Tale dimensione sistemica emerge dal lavoro di rete e collaborazione tra diversi enti, in primis un ente pubblico che si occupa di finanziare le comunità tramite rette giornaliere per ogni minore accolto (dai 60 ai 140 euro). Dopodiché, collabora con i servizi sociosanitari, le istituzioni scolastiche, tutti i servizi del territorio, le associazioni di volontariato e le università per eventuali tirocini.

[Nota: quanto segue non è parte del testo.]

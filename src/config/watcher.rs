//! Configuration file watcher for hot reload.

use std::path::{Path, PathBuf};
use std::time::Duration;
use notify::{Config, Event, RecommendedWatcher, RecursiveMode, Watcher};

use crate::config::store::ConfigStore;

/// Watches the configuration file and applies it to a [`ConfigStore`] on change.
pub struct ConfigWatcher {
    path: PathBuf,
    store: ConfigStore,
}

impl ConfigWatcher {
    pub fn new(path: &Path, store: ConfigStore) -> Self {
        Self {
            path: path.to_path_buf(),
            store,
        }
    }

    /// Start watching the file in a background thread.
    ///
    /// Watching stops when the returned watcher is dropped.
    pub fn run(self) -> Result<RecommendedWatcher, notify::Error> {
        let store = self.store.clone();
        let path = self.path.clone();

        let mut watcher = RecommendedWatcher::new(
            move |res: notify::Result<Event>| match res {
                Ok(event) => {
                    if event.kind.is_modify() || event.kind.is_create() {
                        tracing::info!(path = ?path, "Config file change detected, reloading");
                        match store.reload_from_path(&path) {
                            Ok(changed) => {
                                tracing::debug!(sections = ?changed, "Config file applied");
                            }
                            Err(e) => {
                                tracing::error!(error = %e, "Failed to reload config, keeping current configuration");
                            }
                        }
                    }
                }
                Err(e) => tracing::error!(error = ?e, "Watch error"),
            },
            Config::default().with_poll_interval(Duration::from_secs(2)),
        )?;

        watcher.watch(&self.path, RecursiveMode::NonRecursive)?;

        tracing::info!(path = ?self.path, "Config watcher started");
        Ok(watcher)
    }
}
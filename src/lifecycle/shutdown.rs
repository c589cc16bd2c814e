//! Shutdown coordination for the engine.

use std::sync::Arc;
use tokio::sync::watch;

/// Process-wide shutdown signal.
///
/// Closes exactly once, no matter how many tasks call [`close_once`](Self::close_once)
/// concurrently. Waiters that arrive after the close observe it immediately, so
/// the signal can be handed to tasks spawned at any time.
#[derive(Clone, Debug)]
pub struct ShutdownSignal {
    /// Watch channel sender holding the closed flag.
    tx: Arc<watch::Sender<bool>>,
}

impl ShutdownSignal {
    /// Create a new, open shutdown signal.
    pub fn new() -> Self {
        let (tx, _) = watch::channel(false);
        Self { tx: Arc::new(tx) }
    }

    /// Close the signal.
    ///
    /// Returns true only for the caller that performed the transition.
    pub fn close_once(&self) -> bool {
        self.tx.send_if_modified(|closed| {
            if *closed {
                false
            } else {
                *closed = true;
                true
            }
        })
    }

    /// Whether the signal has been closed.
    pub fn is_closed(&self) -> bool {
        *self.tx.borrow()
    }

    /// Wait until the signal is closed.
    pub async fn done(&self) {
        let mut rx = self.tx.subscribe();
        // The sender lives as long as `self`, so this only returns once closed.
        let _ = rx.wait_for(|closed| *closed).await;
    }
}

impl Default for ShutdownSignal {
    fn default() -> Self {
        Self::new()
    }
}

#[cfg(test)]
mod tests {
    use super::*;
    use std::time::Duration;

    #[tokio::test]
    async fn test_close_once_is_idempotent() {
        let shutdown = ShutdownSignal::new();
        assert!(!shutdown.is_closed());
        assert!(shutdown.close_once());
        assert!(!shutdown.close_once());
        assert!(shutdown.is_closed());
    }

    #[tokio::test]
    async fn test_concurrent_close_single_transition() {
        let shutdown = ShutdownSignal::new();
        let mut handles = Vec::new();
        for _ in 0..32 {
            let s = shutdown.clone();
            handles.push(tokio::spawn(async move { s.close_once() }));
        }

        let mut transitions = 0;
        for handle in handles {
            if handle.await.unwrap() {
                transitions += 1;
            }
        }
        assert_eq!(transitions, 1);
    }

    #[tokio::test]
    async fn test_waiters_before_and_after_close() {
        let shutdown = ShutdownSignal::new();
        let early = {
            let s = shutdown.clone();
            tokio::spawn(async move { s.done().await })
        };
        tokio::time::sleep(Duration::from_millis(10)).await;

        shutdown.close_once();
        tokio::time::timeout(Duration::from_secs(1), early)
            .await
            .expect("early waiter not woken")
            .unwrap();

        // Late waiter sees the close immediately.
        tokio::time::timeout(Duration::from_millis(100), shutdown.done())
            .await
            .expect("late waiter blocked");
    }
}
//! Shared utilities for integration tests.

use std::sync::Arc;
use std::time::Duration;

use charging_engine::config::{ConfigStore, EngineConfig};
use charging_engine::lifecycle::{Engine, ReloadRegistry};
use charging_engine::services::partitions;
use charging_engine::storage::MemoryConnector;

/// An engine wired to an in-process store.
pub struct Harness {
    pub engine: Engine,
    pub store: ConfigStore,
    pub connector: MemoryConnector,
}

/// Config with the data store pointed at mongo on 127.0.0.1:27017 and the
/// given consumers enabled.
#[allow(dead_code)]
pub fn mongo_config(attributes: bool, loaders: bool) -> EngineConfig {
    let mut config = EngineConfig::default();
    config.data_db.db_type = "*mongo".to_string();
    config.data_db.host = "127.0.0.1".to_string();
    config.data_db.port = 27017;
    config.attributes.enabled = attributes;
    config.loaders.enabled = loaders;
    config.general.dependency_timeout = Some("2s".to_string());
    config.general.shutdown_timeout = "2s".to_string();
    config
}

/// Build an engine for `config`, with every precache partition marked ready.
pub fn harness(config: EngineConfig) -> Harness {
    let store = ConfigStore::new(config, ReloadRegistry::new());
    let connector = MemoryConnector::new();
    let engine = Engine::new(store.clone(), Arc::new(connector.clone())).unwrap();
    engine.mark_precached(partitions::ATTRIBUTE_PROFILES);
    engine.mark_precached(partitions::ATTRIBUTE_FILTER_INDEXES);
    Harness {
        engine,
        store,
        connector,
    }
}

/// Poll `condition` until it holds or `timeout` passes.
pub async fn wait_until<F>(timeout: Duration, mut condition: F) -> bool
where
    F: FnMut() -> bool,
{
    let deadline = tokio::time::Instant::now() + timeout;
    loop {
        if condition() {
            return true;
        }
        if tokio::time::Instant::now() >= deadline {
            return false;
        }
        tokio::time::sleep(Duration::from_millis(5)).await;
    }
}
//! Loader service.
//!
//! Writes attribute profiles into whichever data store is currently
//! published.

use async_trait::async_trait;

use crate::config::{sections, ConfigStore};
use crate::lifecycle::gate::DependencyGates;
use crate::lifecycle::shutdown::ShutdownSignal;
use crate::observability::metrics::{self, ReloadOutcome};
use crate::services::attributes::attribute_profile_key;
use crate::services::datadb::DataDbHandle;
use crate::services::{names, wait_for_dependencies, GatedLifecycle, Service, ServiceError};

pub struct LoaderService {
    config: ConfigStore,
    gates: DependencyGates,
    shutdown: ShutdownSignal,
    data_db: DataDbHandle,
    lifecycle: GatedLifecycle,
}

impl LoaderService {
    pub fn new(
        config: ConfigStore,
        gates: DependencyGates,
        shutdown: ShutdownSignal,
        data_db: DataDbHandle,
    ) -> Self {
        Self {
            config,
            gates,
            shutdown,
            data_db,
            lifecycle: GatedLifecycle::new(names::LOADERS),
        }
    }

    /// Store attribute profiles under the configured tenant.
    ///
    /// Returns how many profiles were written.
    pub async fn load_attribute_profiles<I>(&self, profiles: I) -> Result<usize, ServiceError>
    where
        I: IntoIterator<Item = (String, serde_json::Value)>,
    {
        if !self.is_running() {
            return Err(ServiceError::NotRunning(names::LOADERS.to_string()));
        }
        let connection = self.data_db.get_connection().ok_or_else(|| ServiceError::Unavailable {
            service: names::LOADERS.to_string(),
            dependency: names::DATA_DB.to_string(),
        })?;
        let tenant = self.config.current().loaders.tenant.clone();

        let mut loaded = 0;
        for (id, profile) in profiles {
            connection
                .store()
                .set(&attribute_profile_key(&tenant, &id), profile)
                .await?;
            loaded += 1;
        }
        tracing::info!(
            connection = %connection.id(),
            tenant = %tenant,
            loaded,
            "Attribute profiles loaded"
        );
        Ok(loaded)
    }
}

#[async_trait]
impl Service for LoaderService {
    fn name(&self) -> &str {
        names::LOADERS
    }

    fn dependencies(&self) -> Vec<&'static str> {
        vec![names::DATA_DB]
    }

    fn reload_sections(&self) -> Vec<&'static str> {
        vec![sections::LOADERS]
    }

    fn should_run(&self) -> bool {
        self.config.current().loaders.enabled
    }

    fn is_running(&self) -> bool {
        self.lifecycle.is_running()
    }

    async fn start(&self) -> Result<(), ServiceError> {
        let dependencies = self.dependencies();
        let wait = wait_for_dependencies(
            names::LOADERS,
            &dependencies,
            &self.gates,
            &self.config,
            &self.shutdown,
        );
        self.lifecycle
            .start(&self.shutdown, wait, || {
                self.gates.open(names::LOADERS);
                metrics::record_service_state(names::LOADERS, true);
                tracing::info!(tenant = %self.config.current().loaders.tenant, "Loader service started");
            })
            .await
    }

    async fn reload(&self) -> Result<(), ServiceError> {
        self.lifecycle
            .reload(|| {
                metrics::record_reload(names::LOADERS, ReloadOutcome::Applied);
                tracing::info!(tenant = %self.config.current().loaders.tenant, "Loader service reloaded");
            })
            .await
    }

    async fn shutdown(&self) -> Result<(), ServiceError> {
        self.lifecycle
            .stop(|| {
                self.gates.reset(names::LOADERS);
                metrics::record_service_state(names::LOADERS, false);
                tracing::info!("Loader service stopped");
            })
            .await
    }
}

Uno studio canadese di James Anglin ha distinto alcuni liv. di azione delle comunità:
extra-agency: contatto con i diversi enti
management: amministrazione
supervisione: consulenza psicologica agli educatori
lavoro di cura: contatti con il mondo esterno
lavoro sui contatti tra famiglia e minore
Rispetto alla extra-agency risulta esserci un'incomprensione tra i diversi enti dovuta a una mancata riflessione e comunicazione tra loro che possono provocare conseguenze come turn over e burn out degli operatori. Alcuni autori attribuiscono la causa a un'ideologia di base secondo cui, a differenza di altre organizzazioni, gli operatori di queste non hanno bisogno di alti livelli di formazione e che ci possono lavorare tutti quanti senza particolari qualificazioni, basta solo essere motivati. Questa spiegazione è grave già di per sé, ma se espressa in relazione a un lavoro con i minori è ancora peggio in quanto i minori con cui si ha a che fare sono spesso problematici come psicotici, borderline, vittime di abuso e maltrattamenti.
Competenze specialistiche e formazione
Le professioni che richiedono competenze specialistiche di intervento necessitano di una formazione specifica. È ovvio che una formazione specialistica è fondamentale per prevenire il turn over e il burn out degli operatori che sono posti quotidianamente di fronte a situazioni stressanti.
Correlazione tra turn over, soddisfazione lavorativa e burn out
La letteratura internazionale ha cercato una correlazione dell'alto turn over con il livello della soddisfazione lavorativa e il burn out. Vi è un alto tasso di burn out (influenzato a sua volta da età, mansione, orari, carico di lavoro e conflitti) correlato ad una elevata soddisfazione lavorativa solo se adeguatamente supportata da una crescita organizzativa.
Quando però il burn out aumenta senza un aumento della soddisfazione lavorativa, gli operatori possono arrivare a considerare il proprio lavoro come una missione o possono mettere in atto un disinvestimento, provocando un distacco pratico ed emotivo dal proprio lavoro. Di conseguenza, emerge un senso di isolamento sociale dalla professione.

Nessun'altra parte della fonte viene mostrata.